A review of Arena Pharmaceuticals' (ARNA) 2013 might as well skip the first half of the year because basically nothing happened until midyear.

The biotech's obesity drug, Belviq, was approved by the Food and Drug Administration back in June 2012, but Arena's marketing partner Eisai couldn't launch the drug until the Drug Enforcement Agency made a final ruling on the schedule for the drug.

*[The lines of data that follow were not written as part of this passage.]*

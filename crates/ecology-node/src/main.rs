//! # Ecology Node
//!
//! Runs one device of an ecology: its WebSocket connectors, the ecology loop
//! and a small HTTP API over the replicated data.
//!
//! ## Usage
//!
//! ```bash
//! # Run with default settings (no connectors)
//! ecology
//!
//! # Run with a specific config file
//! ECOLOGY_CONFIG=/path/to/ecology.toml ecology
//!
//! # Run with environment variables
//! ECOLOGY_DEVICE_ID=phone ECOLOGY_PORT=8081 ecology
//! ```
//!
//! ## Example configuration
//!
//! ```toml
//! device_id = "hub"
//! is_reference = true
//!
//! [[connectors]]
//! role = "core-server"
//! address = "0.0.0.0:7000"
//!
//! [[rooms]]
//! name = "lobby"
//! events = ["tap"]
//!
//! [data]
//! volume = 7
//! ```

mod config;
mod handlers;
mod json;
mod metrics;

use anyhow::Result;
use tracing_subscriber::{layer::SubscriberExt, util::SubscriberInitExt};

#[tokio::main]
async fn main() -> Result<()> {
    // Initialize tracing
    tracing_subscriber::registry()
        .with(
            tracing_subscriber::EnvFilter::try_from_default_env()
                .unwrap_or_else(|_| "ecology=debug,ecology_core=debug,ecology_transport=info".into()),
        )
        .with(tracing_subscriber::fmt::layer())
        .init();

    // Load configuration
    let config = config::Config::load()?;

    tracing::info!(
        device = %config.device_id,
        reference = config.is_reference,
        connectors = config.connectors.len(),
        "Starting ecology node on {}:{}",
        config.host,
        config.port
    );

    // Initialize metrics
    metrics::init_metrics();

    handlers::run_node(config).await?;

    Ok(())
}
//! Connector roles.
//!
//! A connector is either the accepting (server) or the dialing (client) end
//! of its transport, and is either part of the fully-meshed core or a
//! dependent that only talks through core peers.

use serde::{Deserialize, Serialize};
use std::fmt;
use std::str::FromStr;

/// Which end of the transport a connector is.
#[derive(Debug, Clone, Copy, PartialEq, Eq, Hash)]
pub enum Side {
    /// Accepts peers.
    Server,
    /// Dials a server.
    Client,
}

/// How a connector participates in the topology.
#[derive(Debug, Clone, Copy, PartialEq, Eq, Hash)]
pub enum Membership {
    /// Fully-meshed backbone.
    Core,
    /// Reaches the ecology only through core peers.
    Dependent,
}

/// Role of a connector: `{Server, Client} × {Core, Dependent}`.
#[derive(Debug, Clone, Copy, PartialEq, Eq, Hash, Serialize, Deserialize)]
#[serde(rename_all = "kebab-case")]
pub enum ConnectorRole {
    CoreServer,
    CoreClient,
    DependentServer,
    DependentClient,
}

impl ConnectorRole {
    /// Build a role from its two components.
    #[must_use]
    pub const fn new(side: Side, membership: Membership) -> Self {
        match (side, membership) {
            (Side::Server, Membership::Core) => ConnectorRole::CoreServer,
            (Side::Client, Membership::Core) => ConnectorRole::CoreClient,
            (Side::Server, Membership::Dependent) => ConnectorRole::DependentServer,
            (Side::Client, Membership::Dependent) => ConnectorRole::DependentClient,
        }
    }

    #[must_use]
    pub const fn side(self) -> Side {
        match self {
            ConnectorRole::CoreServer | ConnectorRole::DependentServer => Side::Server,
            ConnectorRole::CoreClient | ConnectorRole::DependentClient => Side::Client,
        }
    }

    #[must_use]
    pub const fn membership(self) -> Membership {
        match self {
            ConnectorRole::CoreServer | ConnectorRole::CoreClient => Membership::Core,
            ConnectorRole::DependentServer | ConnectorRole::DependentClient => {
                Membership::Dependent
            }
        }
    }

    #[must_use]
    pub const fn is_core(self) -> bool {
        matches!(self.membership(), Membership::Core)
    }

    #[must_use]
    pub const fn as_str(self) -> &'static str {
        match self {
            ConnectorRole::CoreServer => "core-server",
            ConnectorRole::CoreClient => "core-client",
            ConnectorRole::DependentServer => "dependent-server",
            ConnectorRole::DependentClient => "dependent-client",
        }
    }
}

impl fmt::Display for ConnectorRole {
    fn fmt(&self, f: &mut fmt::Formatter<'_>) -> fmt::Result {
        f.write_str(self.as_str())
    }
}

impl FromStr for ConnectorRole {
    type Err = String;

    fn from_str(s: &str) -> Result<Self, Self::Err> {
        match s {
            "core-server" => Ok(ConnectorRole::CoreServer),
            "core-client" => Ok(ConnectorRole::CoreClient),
            "dependent-server" => Ok(ConnectorRole::DependentServer),
            "dependent-client" => Ok(ConnectorRole::DependentClient),
            other => Err(format!("Unknown connector role: {other}")),
        }
    }
}

#[cfg(test)]
mod tests {
    use super::*;

    #[test]
    fn test_role_components() {
        for side in [Side::Server, Side::Client] {
            for membership in [Membership::Core, Membership::Dependent] {
                let role = ConnectorRole::new(side, membership);
                assert_eq!(role.side(), side);
                assert_eq!(role.membership(), membership);
            }
        }
        assert!(ConnectorRole::CoreClient.is_core());
        assert!(!ConnectorRole::DependentClient.is_core());
    }

    #[test]
    fn test_role_parse() {
        assert_eq!(
            "dependent-client".parse::<ConnectorRole>(),
            Ok(ConnectorRole::DependentClient)
        );
        assert!("sideways".parse::<ConnectorRole>().is_err());
        assert_eq!(ConnectorRole::CoreServer.to_string(), "core-server");
    }
}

Controlled substance schedules range from Schedule I to Schedule V. Schedule I are illegal drugs, with the most abusive prescription drugs starting at Schedule II. Belviq is way down at Schedule IV with drugs like anxiety medications that have almost no restrictions and, besides a little extra paperwork, don't affect sales and marketing. I have no idea why it took a year for the DEA to make up its mind about the schedule for the drug, but there was nothing Eisai could do until the agency made its final ruling.

Not that it mattered much
Arena and Eiasi's closest competitor, VIVUS' (VVUS) Qsymia, was launched shortly after being approved in 2012 because it didn't have to wait for the DEA. Typically, the first drug on the market gets the spoils but not in the obesity market. Doctors have been slow to prescribe the new obesity medication.

Drug

Q3 2012

Q4 2012

Q1 2013

Q2 2013

Q3 2013

Qsymia Sales (in Millions)

$0.041

$2.0

$4.1

$5.5

$6.4

Belviq Sales (in Millions)

N/A

N/A

N/A

$4.1

$5.4

Source: Company press releases.

While headed in the right direction, both drugs are a long way away from being blockbusters. Heck, they're a ways away from covering the companies' expenses.

VIVUS and Eisai have two fundamental challenges to getting decent sales for their obesity drugs. They've got to convince doctors that the benefits outweigh the risks. It's been hard to get past memories of fen-phen and Meridia, which were both pulled from the market. Prescribing diet and exercise, while not particularly efficacious given the lack of follow-through, doesn't have any unknown side effects.

The companies have also struggled with gaining reimbursement for the drug. In the meantime, they've given deep discounts on the drugs, which hamper the net sales numbers above. Not only will the number of lives covered by insurance be essential to growing sales, but the tier that their drugs are assigned to will be equally important. It's a lot easier to get patients to stick with tier 2 drug with a $10 to $20 copay than a tier 3 drug that typically come with copays in the $50 range.

More competition
Looking forward, Arena Pharmaceuticals is likely to get more competition next year from Orexigen's (NASDAQ: OREX) Contrave, but I don't see that as a major problem and could actually be a benefit in the short term. At this point, growing the entire obesity market is more important than a company getting the most sales. A third voice -- Orexigen's marketing partner Takeda -- talking about obesity drugs with doctors should help expand the market.

Put another way, which would you rather have? An entire $47 million market (based on the third-quarter run rate) or a third of a market that's in the billions?